Exercise requirements:
Answer with one figure only, the number of lines below in which "nothing" occurs.

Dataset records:
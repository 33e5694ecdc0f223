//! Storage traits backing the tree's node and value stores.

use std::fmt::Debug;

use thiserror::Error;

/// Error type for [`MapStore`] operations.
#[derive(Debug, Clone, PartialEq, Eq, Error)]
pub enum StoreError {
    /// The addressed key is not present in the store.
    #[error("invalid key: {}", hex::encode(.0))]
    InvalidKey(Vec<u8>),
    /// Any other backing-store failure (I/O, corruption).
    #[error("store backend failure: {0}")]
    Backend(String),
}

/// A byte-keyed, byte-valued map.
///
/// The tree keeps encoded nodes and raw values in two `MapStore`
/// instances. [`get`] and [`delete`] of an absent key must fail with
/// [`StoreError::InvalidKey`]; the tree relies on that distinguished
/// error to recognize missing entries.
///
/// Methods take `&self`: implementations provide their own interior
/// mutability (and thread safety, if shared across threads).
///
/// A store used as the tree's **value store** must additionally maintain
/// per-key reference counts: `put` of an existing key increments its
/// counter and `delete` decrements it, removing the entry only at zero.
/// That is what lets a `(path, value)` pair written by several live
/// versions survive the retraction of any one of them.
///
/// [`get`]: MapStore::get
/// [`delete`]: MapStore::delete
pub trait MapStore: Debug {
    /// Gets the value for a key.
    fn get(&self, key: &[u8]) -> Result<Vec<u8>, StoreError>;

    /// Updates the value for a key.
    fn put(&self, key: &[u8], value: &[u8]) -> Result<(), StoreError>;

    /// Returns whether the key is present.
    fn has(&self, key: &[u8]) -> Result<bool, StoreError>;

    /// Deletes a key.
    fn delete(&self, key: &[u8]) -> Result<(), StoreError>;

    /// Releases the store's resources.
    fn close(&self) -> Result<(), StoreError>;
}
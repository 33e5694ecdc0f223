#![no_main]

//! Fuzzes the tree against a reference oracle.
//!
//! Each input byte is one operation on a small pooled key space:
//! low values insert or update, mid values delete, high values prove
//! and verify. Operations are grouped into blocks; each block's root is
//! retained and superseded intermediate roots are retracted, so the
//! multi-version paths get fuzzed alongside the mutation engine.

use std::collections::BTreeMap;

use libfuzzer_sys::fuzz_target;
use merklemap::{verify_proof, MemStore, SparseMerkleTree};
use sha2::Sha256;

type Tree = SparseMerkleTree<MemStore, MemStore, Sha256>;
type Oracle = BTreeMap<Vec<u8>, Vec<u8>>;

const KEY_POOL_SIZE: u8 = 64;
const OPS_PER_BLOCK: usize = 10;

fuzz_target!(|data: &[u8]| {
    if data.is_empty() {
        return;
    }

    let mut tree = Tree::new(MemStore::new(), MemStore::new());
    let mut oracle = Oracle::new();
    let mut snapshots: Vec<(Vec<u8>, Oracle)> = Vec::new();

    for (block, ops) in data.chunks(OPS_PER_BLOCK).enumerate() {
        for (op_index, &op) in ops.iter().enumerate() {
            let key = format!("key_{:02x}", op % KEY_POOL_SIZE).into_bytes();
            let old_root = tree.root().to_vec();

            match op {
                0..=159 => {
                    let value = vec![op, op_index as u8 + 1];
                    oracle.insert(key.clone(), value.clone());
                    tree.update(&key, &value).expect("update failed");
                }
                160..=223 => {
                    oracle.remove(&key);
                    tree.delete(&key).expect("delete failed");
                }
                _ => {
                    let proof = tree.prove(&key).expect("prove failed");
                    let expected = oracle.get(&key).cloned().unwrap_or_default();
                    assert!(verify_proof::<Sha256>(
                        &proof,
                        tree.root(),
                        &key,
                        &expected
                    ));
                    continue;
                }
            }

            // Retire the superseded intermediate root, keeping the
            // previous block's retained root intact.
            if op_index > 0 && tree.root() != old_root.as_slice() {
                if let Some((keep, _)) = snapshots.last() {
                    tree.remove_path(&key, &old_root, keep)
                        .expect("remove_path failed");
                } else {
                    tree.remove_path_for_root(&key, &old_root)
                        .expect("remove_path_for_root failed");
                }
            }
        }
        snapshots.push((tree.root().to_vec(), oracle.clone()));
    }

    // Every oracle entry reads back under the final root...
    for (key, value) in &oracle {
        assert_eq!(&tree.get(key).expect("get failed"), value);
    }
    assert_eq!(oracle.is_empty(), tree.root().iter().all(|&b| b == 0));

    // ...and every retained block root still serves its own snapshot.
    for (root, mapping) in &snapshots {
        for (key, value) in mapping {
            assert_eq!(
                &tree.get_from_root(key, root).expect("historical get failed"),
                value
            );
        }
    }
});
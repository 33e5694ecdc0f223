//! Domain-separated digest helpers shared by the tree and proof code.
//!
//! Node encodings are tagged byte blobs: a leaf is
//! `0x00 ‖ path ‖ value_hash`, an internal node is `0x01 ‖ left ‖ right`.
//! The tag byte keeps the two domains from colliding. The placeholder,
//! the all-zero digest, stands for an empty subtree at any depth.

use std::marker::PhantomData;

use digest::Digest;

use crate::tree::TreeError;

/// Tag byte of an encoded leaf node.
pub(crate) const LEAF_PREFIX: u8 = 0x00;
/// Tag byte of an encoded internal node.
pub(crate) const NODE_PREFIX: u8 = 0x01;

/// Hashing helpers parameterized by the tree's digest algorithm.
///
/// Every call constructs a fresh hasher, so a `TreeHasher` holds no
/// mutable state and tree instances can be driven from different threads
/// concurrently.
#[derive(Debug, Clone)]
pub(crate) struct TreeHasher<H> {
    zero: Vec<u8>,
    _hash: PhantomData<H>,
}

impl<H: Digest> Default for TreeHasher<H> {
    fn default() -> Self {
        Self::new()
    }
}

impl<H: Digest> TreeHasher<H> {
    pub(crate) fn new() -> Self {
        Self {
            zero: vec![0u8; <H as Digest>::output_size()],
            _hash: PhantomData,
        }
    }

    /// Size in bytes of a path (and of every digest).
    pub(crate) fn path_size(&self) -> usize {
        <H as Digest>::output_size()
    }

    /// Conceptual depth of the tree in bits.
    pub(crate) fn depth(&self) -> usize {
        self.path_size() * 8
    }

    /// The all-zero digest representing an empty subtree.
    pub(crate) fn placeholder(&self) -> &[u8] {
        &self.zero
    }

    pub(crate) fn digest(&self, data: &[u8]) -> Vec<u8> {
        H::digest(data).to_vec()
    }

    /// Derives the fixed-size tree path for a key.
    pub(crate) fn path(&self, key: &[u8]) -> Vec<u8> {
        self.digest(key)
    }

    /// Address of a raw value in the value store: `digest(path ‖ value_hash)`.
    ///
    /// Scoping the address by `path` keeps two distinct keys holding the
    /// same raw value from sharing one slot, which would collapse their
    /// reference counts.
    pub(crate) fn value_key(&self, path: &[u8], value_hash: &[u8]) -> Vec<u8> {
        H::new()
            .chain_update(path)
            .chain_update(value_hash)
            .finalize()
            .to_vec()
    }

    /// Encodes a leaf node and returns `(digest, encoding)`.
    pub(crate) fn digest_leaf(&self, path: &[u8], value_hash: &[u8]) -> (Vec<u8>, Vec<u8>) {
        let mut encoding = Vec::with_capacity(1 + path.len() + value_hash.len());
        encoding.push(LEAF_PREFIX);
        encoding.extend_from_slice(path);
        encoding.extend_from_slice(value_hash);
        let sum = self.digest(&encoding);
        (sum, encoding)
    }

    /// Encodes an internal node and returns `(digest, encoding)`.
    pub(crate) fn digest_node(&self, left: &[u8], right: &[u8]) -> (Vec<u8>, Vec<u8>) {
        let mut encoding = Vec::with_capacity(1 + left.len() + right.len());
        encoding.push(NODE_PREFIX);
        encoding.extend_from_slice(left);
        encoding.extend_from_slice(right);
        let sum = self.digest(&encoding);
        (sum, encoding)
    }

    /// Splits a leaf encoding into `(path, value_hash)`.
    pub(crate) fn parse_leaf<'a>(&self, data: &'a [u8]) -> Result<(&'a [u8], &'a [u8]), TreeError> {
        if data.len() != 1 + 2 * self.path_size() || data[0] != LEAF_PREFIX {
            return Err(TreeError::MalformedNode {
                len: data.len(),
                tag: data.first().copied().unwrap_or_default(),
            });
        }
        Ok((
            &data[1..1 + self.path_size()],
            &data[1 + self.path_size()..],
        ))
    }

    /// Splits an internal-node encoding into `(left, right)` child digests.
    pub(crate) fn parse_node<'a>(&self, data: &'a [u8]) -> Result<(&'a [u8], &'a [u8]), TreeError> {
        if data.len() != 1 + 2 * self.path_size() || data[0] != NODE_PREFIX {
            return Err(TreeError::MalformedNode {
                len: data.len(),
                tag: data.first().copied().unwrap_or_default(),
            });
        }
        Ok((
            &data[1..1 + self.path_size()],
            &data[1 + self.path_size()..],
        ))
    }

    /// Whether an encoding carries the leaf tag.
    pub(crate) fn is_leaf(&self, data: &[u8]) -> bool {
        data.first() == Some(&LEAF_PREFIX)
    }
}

==

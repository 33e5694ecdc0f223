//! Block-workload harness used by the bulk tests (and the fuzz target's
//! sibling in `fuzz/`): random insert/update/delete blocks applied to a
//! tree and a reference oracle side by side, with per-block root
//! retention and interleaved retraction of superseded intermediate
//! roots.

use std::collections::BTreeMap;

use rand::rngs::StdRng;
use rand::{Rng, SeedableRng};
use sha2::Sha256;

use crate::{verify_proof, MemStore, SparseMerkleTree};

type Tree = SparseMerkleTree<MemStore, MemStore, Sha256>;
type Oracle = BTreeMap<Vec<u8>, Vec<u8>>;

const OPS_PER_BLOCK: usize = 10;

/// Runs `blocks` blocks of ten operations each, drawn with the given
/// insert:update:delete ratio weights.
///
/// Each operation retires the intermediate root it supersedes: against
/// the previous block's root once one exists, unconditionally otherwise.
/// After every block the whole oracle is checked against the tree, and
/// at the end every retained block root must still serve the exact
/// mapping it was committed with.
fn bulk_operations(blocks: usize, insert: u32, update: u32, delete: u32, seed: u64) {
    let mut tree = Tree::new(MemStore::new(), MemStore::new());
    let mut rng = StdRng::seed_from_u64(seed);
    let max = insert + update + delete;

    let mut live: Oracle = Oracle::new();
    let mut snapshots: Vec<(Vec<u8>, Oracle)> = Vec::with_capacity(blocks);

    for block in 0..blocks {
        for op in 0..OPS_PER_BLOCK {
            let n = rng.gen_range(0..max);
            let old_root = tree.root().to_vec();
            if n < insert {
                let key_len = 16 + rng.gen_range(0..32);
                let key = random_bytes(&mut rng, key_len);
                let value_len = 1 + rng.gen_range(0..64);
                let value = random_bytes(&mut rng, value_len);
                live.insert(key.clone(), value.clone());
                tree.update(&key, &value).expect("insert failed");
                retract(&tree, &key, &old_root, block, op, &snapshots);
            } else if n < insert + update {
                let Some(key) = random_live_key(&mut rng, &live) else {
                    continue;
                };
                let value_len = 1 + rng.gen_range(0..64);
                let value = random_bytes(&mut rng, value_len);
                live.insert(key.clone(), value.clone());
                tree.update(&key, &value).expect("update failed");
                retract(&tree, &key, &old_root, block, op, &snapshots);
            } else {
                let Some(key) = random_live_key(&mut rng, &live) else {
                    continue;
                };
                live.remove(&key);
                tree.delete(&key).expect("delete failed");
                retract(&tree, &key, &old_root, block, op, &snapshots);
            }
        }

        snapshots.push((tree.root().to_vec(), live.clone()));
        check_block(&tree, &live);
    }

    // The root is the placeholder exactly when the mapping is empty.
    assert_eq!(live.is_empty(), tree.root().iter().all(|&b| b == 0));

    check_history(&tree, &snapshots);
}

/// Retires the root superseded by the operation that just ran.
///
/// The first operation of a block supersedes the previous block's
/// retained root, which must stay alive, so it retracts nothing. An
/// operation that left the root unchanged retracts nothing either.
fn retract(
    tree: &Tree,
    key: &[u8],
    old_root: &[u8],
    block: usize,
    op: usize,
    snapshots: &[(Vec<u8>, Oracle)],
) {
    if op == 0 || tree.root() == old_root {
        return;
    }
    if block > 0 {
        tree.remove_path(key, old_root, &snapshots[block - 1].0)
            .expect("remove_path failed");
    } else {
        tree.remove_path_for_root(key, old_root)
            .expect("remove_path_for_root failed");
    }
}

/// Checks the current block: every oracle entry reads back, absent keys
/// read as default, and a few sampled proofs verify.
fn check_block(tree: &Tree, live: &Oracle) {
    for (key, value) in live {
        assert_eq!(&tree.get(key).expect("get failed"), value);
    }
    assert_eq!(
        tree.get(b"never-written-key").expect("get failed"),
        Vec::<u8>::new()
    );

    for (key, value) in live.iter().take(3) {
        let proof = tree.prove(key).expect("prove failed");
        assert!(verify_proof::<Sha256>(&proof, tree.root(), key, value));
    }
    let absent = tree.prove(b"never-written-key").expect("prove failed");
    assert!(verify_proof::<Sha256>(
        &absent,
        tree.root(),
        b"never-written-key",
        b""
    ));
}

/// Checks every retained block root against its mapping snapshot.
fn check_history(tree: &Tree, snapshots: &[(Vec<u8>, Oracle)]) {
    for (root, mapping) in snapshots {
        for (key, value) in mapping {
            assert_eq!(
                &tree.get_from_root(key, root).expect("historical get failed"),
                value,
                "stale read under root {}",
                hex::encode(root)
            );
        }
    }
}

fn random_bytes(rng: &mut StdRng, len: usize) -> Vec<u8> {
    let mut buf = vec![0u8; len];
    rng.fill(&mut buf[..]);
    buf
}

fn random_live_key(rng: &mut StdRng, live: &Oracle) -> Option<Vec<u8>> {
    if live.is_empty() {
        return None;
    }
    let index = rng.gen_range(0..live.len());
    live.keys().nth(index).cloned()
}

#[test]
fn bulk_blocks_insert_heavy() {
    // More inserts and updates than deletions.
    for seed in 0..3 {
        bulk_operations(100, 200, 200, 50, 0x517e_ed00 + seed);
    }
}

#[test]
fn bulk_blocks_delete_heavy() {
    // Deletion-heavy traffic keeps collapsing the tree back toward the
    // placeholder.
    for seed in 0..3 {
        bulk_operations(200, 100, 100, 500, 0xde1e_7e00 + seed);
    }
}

Result:
2